As a possible implementation manner, the target version identifier is obtained by increasing or decreasing the first version identifier based on a preset step size.

As a possible implementation manner, the storage unit 602 is configured to:

and storing the target identification pair into metadata corresponding to the data object and storing the target identification pair into user data corresponding to the data object according to the object identification, wherein the metadata is used for describing attribute definition of the user data.

As a possible implementation manner, the apparatus further includes a creating unit configured to:

acquiring a creation request of the first node for the data object;

returning an object identifier generated for the data object to the first node according to the creation request;

acquiring an initial identification pair corresponding to the data object, wherein the initial identification pair comprises the object identification and an initial version identification;

storing the initial identification pair in association with the data object.

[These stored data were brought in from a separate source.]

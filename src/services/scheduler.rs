use std::sync::Arc;
use std::time::Duration;

use chrono::{Days, Utc};
use sqlx::SqlitePool;
use tokio::sync::Mutex;
use tracing::info;

use crate::services::penalties::PenaltyService;

/// Date-rollover loop: periodically reconciles penalties for yesterday so
/// missed tasks are charged even when nobody opens the app.
pub struct RolloverScheduler {
    db: SqlitePool,
    penalty_lock: Arc<Mutex<()>>,
    interval: Duration,
}

impl RolloverScheduler {
    pub fn new(db: SqlitePool, penalty_lock: Arc<Mutex<()>>, interval_secs: u64) -> Self {
        Self {
            db,
            penalty_lock,
            interval: Duration::from_secs(interval_secs),
        }
    }

    pub async fn start(self) {
        info!("Starting rollover scheduler (interval: {:?})", self.interval);

        loop {
            tokio::time::sleep(self.interval).await;

            let Some(yesterday) = Utc::now().date_naive().checked_sub_days(Days::new(1)) else {
                continue;
            };
            let date = yesterday.format("%Y-%m-%d").to_string();

            let service = PenaltyService::new(self.db.clone(), self.penalty_lock.clone());
            match service.reconcile_missed_task_penalties(&date).await {
                Ok(created) => {
                    info!("Rollover reconciliation for {}: {} new penalties", date, created.len());
                }
                Err(e) => {
                    // Keep the loop alive; the next tick retries.
                    tracing::warn!("Rollover reconciliation for {} failed: {:?}", date, e);
                }
            }
        }
    }
}
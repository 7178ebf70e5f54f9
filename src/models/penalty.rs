use serde::{Deserialize, Serialize};
use sqlx::FromRow;

#[derive(Debug, Clone, Copy, PartialEq, Eq, Serialize, Deserialize, sqlx::Type)]
#[serde(rename_all = "lowercase")]
#[sqlx(rename_all = "lowercase")]
pub enum PenaltyStatus {
    Pending,
    Resolved,
}

#[derive(Debug, Clone, Serialize, Deserialize, FromRow)]
pub struct Penalty {
    pub id: String,
    pub from_user_id: String,
    /// Recipient; `None` means a general penalty owed to no one in particular.
    pub to_user_id: Option<String>,
    pub amount: i64,
    pub reason: String,
    /// Calendar date the penalty covers, as `YYYY-MM-DD`.
    pub date: String,
    pub status: PenaltyStatus,
    pub created_at: String,
}

#[derive(Debug, Clone)]
pub struct NewPenalty {
    pub from_user_id: String,
    pub to_user_id: Option<String>,
    pub amount: i64,
    pub reason: String,
    pub date: String,
}
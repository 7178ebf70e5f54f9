use std::env;

use async_trait::async_trait;
use reqwest::Client;
use serde::{Deserialize, Serialize};
use tokio::sync::broadcast;
use tracing::debug;

use crate::error::AppError;
use crate::models::{AchievementUnlock, User};

/// Payload emitted once per new unlock. The UI layer owns display and
/// dismissal; the engine only hands over the structured event.
#[derive(Debug, Clone, Serialize, Deserialize)]
pub struct AchievementEvent {
    pub achievement: AchievementUnlock,
    pub user: User,
}

/// Notification sink the evaluator emits into. Held as `Arc<dyn EventSink>`
/// so deployments can swap delivery without touching the engine.
#[async_trait]
pub trait EventSink: Send + Sync {
    async fn emit(&self, event: AchievementEvent) -> Result<(), AppError>;
}

/// Discards events. Useful for tests and penalty-only deployments.
pub struct NoopEventSink;

#[async_trait]
impl EventSink for NoopEventSink {
    async fn emit(&self, _event: AchievementEvent) -> Result<(), AppError> {
        Ok(())
    }
}

/// In-process observer registration: handlers call `subscribe()` and receive
/// every event emitted after that point.
pub struct ChannelEventSink {
    sender: broadcast::Sender<AchievementEvent>,
}

impl ChannelEventSink {
    pub fn new(capacity: usize) -> Self {
        let (sender, _) = broadcast::channel(capacity);
        Self { sender }
    }

    pub fn subscribe(&self) -> broadcast::Receiver<AchievementEvent> {
        self.sender.subscribe()
    }
}

impl Default for ChannelEventSink {
    fn default() -> Self {
        Self::new(64)
    }
}

#[async_trait]
impl EventSink for ChannelEventSink {
    async fn emit(&self, event: AchievementEvent) -> Result<(), AppError> {
        // A send error only means nobody is subscribed right now.
        if self.sender.send(event).is_err() {
            debug!("achievement event dropped: no subscribers");
        }
        Ok(())
    }
}

#[derive(Clone, Debug)]
pub struct WebhookConfig {
    pub url: String,
}

impl WebhookConfig {
    pub fn new_from_env() -> Result<Self, AppError> {
        let url = env::var("WEBHOOK_URL")
            .map_err(|_| AppError::BadRequest("WEBHOOK_URL is not set".to_string()))?;
        Ok(Self { url })
    }
}

/// POSTs each event as JSON to a configured endpoint.
pub struct WebhookEventSink {
    client: Client,
    config: WebhookConfig,
}

impl WebhookEventSink {
    pub fn new(config: WebhookConfig) -> Result<Self, AppError> {
        let client = Client::builder()
            .build()
            .map_err(|e| AppError::BadRequest(format!("Failed to build http client: {}", e)))?;
        Ok(Self { client, config })
    }
}

#[async_trait]
impl EventSink for WebhookEventSink {
    async fn emit(&self, event: AchievementEvent) -> Result<(), AppError> {
        let response = self
            .client
            .post(&self.config.url)
            .json(&event)
            .send()
            .await
            .map_err(|e| AppError::Notification(format!("webhook request failed: {}", e)))?;

        if !response.status().is_success() {
            let status = response.status();
            let body = response.text().await.unwrap_or_default();
            return Err(AppError::Notification(format!(
                "webhook returned {}: {}",
                status, body
            )));
        }

        Ok(())
    }
}
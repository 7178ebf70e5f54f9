use serde::{Deserialize, Serialize};
use sqlx::FromRow;

/// Process-wide singleton, created with defaults on first read.
#[derive(Debug, Clone, Serialize, Deserialize, FromRow)]
pub struct Settings {
    pub id: i64,
    /// Charged per missed task when a date is reconciled.
    pub penalty_amount: i64,
    pub points_per_task: i64,
    pub points_per_missed: i64,
}

#[derive(Debug, Clone, Serialize, Deserialize)]
pub struct UpdateSettingsRequest {
    pub penalty_amount: Option<i64>,
    pub points_per_task: Option<i64>,
    pub points_per_missed: Option<i64>,
}
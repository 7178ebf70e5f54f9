use chrono::Utc;
use sqlx::SqlitePool;

use crate::db::repository;
use crate::models::{Settings, Task, TaskStatus, UpdateTaskRequest};
use crate::services::streak::{self, STATS_HORIZON_DAYS};

/// Applies task updates and keeps the owner's points and cached streak in
/// line with the task's status.
pub struct TaskService {
    db: SqlitePool,
}

impl TaskService {
    pub fn new(db: SqlitePool) -> Self {
        Self { db }
    }

    /// Points follow the task's current status: entering completed or missed
    /// applies the configured value, leaving it takes the value back.
    /// Re-sending an unchanged status is a no-op, so a client retry or a
    /// repeated toggle never awards twice for the same task.
    pub async fn update_task(
        &self,
        id: &str,
        req: UpdateTaskRequest,
    ) -> Result<Option<Task>, sqlx::Error> {
        let prior = match repository::find_task_by_id(&self.db, id).await? {
            Some(task) => task,
            None => return Ok(None),
        };
        let task = match repository::update_task(&self.db, id, req).await? {
            Some(task) => task,
            None => return Ok(None),
        };

        if task.status != prior.status {
            let settings = repository::get_settings(&self.db).await?;
            let delta =
                status_points(&settings, task.status) - status_points(&settings, prior.status);
            let tasks = repository::fetch_tasks(&self.db).await?;
            let current = streak::current_streak(
                &task.user_id,
                &tasks,
                Utc::now().date_naive(),
                STATS_HORIZON_DAYS,
            );
            repository::update_user_progress(&self.db, &task.user_id, delta, current as i64)
                .await?;
        }

        Ok(Some(task))
    }
}

fn status_points(settings: &Settings, status: TaskStatus) -> i64 {
    match status {
        TaskStatus::Completed => settings.points_per_task,
        TaskStatus::Missed => settings.points_per_missed,
        TaskStatus::Pending => 0,
    }
}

As a possible implementation manner, the apparatus further includes a deleting unit, configured to:

acquiring a deletion request of the first node for the data object, wherein the deletion request comprises an identifier pair to be deleted, the identifier pair to be deleted comprises the object identifier and a second version identifier, and the second version identifier is obtained by updating according to the target version identifier;

storing the identifier to be deleted in association with the data object;

and deleting the data object, and deleting the identification pair to be deleted after the deletion is finished.

As a possible implementation manner, the apparatus further includes a deleting unit, further configured to:

acquiring a third read request of the second node for the data object, wherein the third read request comprises a fourth identifier pair, and the fourth identifier pair comprises the object identifier and a third version identifier to be verified;

denying the third read request in response to determining that the second version identification is different from the third to-be-verified version identification and during deletion of the data object.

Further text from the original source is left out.